The question becomes, can I keep going? I know, I probably can, but often times it sure doesn't feel like it. It feels like it is a circus ride that will never end.
I know I've been here before. I know I've beat the odds of what was supposed to happen. I know I wasn't supposed to make it this far according to the doctors and my friends - but I did.
Some days it is hard to see the support around me, much less listen to it. Some days, my body and mind feel tired and worn out from the fight. Yet, I know I can't stop - there's so much more left to do.
Can I keep going? I sure hope so! Even in the moments where I think all hope is loss, I cling on to the hope that tomorrow or the next moment will be different. Something will make it worth more than I think it is now.
Its not always easy...
Can I keep going? No, its not easy. I won't sugar coat it. Yet, I know I have come this far and I have to keep going. I have to win because the more I make it, the more the monsters in my life fail.

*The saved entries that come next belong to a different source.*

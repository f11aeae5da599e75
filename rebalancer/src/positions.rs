//! Account holdings translated into planning positions.

use log::debug;
use rustc_hash::FxHashMap;
use trendbook::{AssetId, Position};
use trendbook_broker::{AccountPositions, Brokerage};

use crate::error::Result;

/// Positions plus free cash of the traded account.
#[derive(Debug, Clone, PartialEq)]
pub struct Holdings {
    pub positions: Vec<Position>,
    pub cash: f64,
}

/// Translate raw holdings. The caller holds the session.
///
/// The backup asset is its own underlying; every other instrument's underlying
/// is looked up. A failed lookup is `DataUnavailable`.
pub fn translate_positions<B: Brokerage + ?Sized>(
    broker: &B,
    raw: &AccountPositions,
    backup: &AssetId,
) -> Result<Vec<Position>> {
    let mut underlyings: FxHashMap<&AssetId, AssetId> = FxHashMap::default();
    let mut positions = Vec::with_capacity(raw.asset_positions.len());

    for held in &raw.asset_positions {
        let id = &held.orderbook_id;
        if id == backup {
            positions.push(Position::direct(id, held.total_value, held.shares));
            continue;
        }

        let underlying = match underlyings.get(id) {
            Some(u) => u.clone(),
            None => {
                let u = broker
                    .underlying_for(id)
                    .map_err(|e| trendbook::Error::data_unavailable(id, format!("underlying: {e}")))?;
                if u.is_empty() {
                    return Err(trendbook::Error::data_unavailable(id, "empty underlying id").into());
                }
                underlyings.insert(id, u.clone());
                u
            }
        };
        debug!("{id} tracks {underlying}");
        positions.push(Position::tracking(id, &underlying, held.total_value, held.shares));
    }

    Ok(positions)
}

/// Fetch and translate the holdings of `account_url`. The caller holds the session.
pub fn fetch_holdings<B: Brokerage + ?Sized>(
    broker: &B,
    account_url: &str,
    backup: &AssetId,
) -> Result<Holdings> {
    let raw = broker.account_positions(account_url)?;
    Ok(Holdings {
        positions: translate_positions(broker, &raw, backup)?,
        cash: raw.total_cash(),
    })
}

I cannot let them win.
For now, I just keep putting one foot in front of the other. Sometimes I take big steps and sometimes they are little steps. Once in awhile I stand still or take a step back to balance myself. Yet, I keep trying to walk forward.
It is up to me if I can keep going or not. I feel like my life has endured so much already and it has. I am just not ready to stop and sit in the ditch along the road of life, thinking there is no use to continuing on.
I will keep walking. I won't give up!